Task to complete >>
Print the records exactly as they are written.

Saved entries:
=== Begin Enclosure ===

use tracing_subscriber::EnvFilter;

use crate::config::LogConfig;

/// Installs the global tracing subscriber. Fails if one is already set.
pub fn init(config: &LogConfig) -> anyhow::Result<()> {
    let env_filter = EnvFilter::try_new(&config.filter)?;

    if config.json {
        tracing_subscriber::fmt()
            .with_env_filter(env_filter)
            .with_target(false)
            .json()
            .try_init()
            .map_err(|e| anyhow::anyhow!(e))?;
    } else {
        tracing_subscriber::fmt()
            .with_env_filter(env_filter)
            .try_init()
            .map_err(|e| anyhow::anyhow!(e))?;
    }

    tracing::info!(filter = %config.filter, json = config.json, "logging initialised");
    Ok(())
}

=== End Enclosure ===

Completed task >>
use tracing_subscriber::EnvFilter;

use crate::config::LogConfig;

/// Installs the global tracing subscriber. Fails if one is already set.
pub fn init(config: &LogConfig) -> anyhow::Result<()> {
    let env_filter = EnvFilter::try_new(&config.filter)?;

    if config.json {
        tracing_subscriber::fmt()
            .with_env_filter(env_filter)
            .with_target(false)
            .json()
            .try_init()
            .map_err(|e| anyhow::anyhow!(e))?;
    } else {
        tracing_subscriber::fmt()
            .with_env_filter(env_filter)
            .try_init()
            .map_err(|e| anyhow::anyhow!(e))?;
    }

    tracing::info!(filter = %config.filter, json = config.json, "logging initialised");
    Ok(())
}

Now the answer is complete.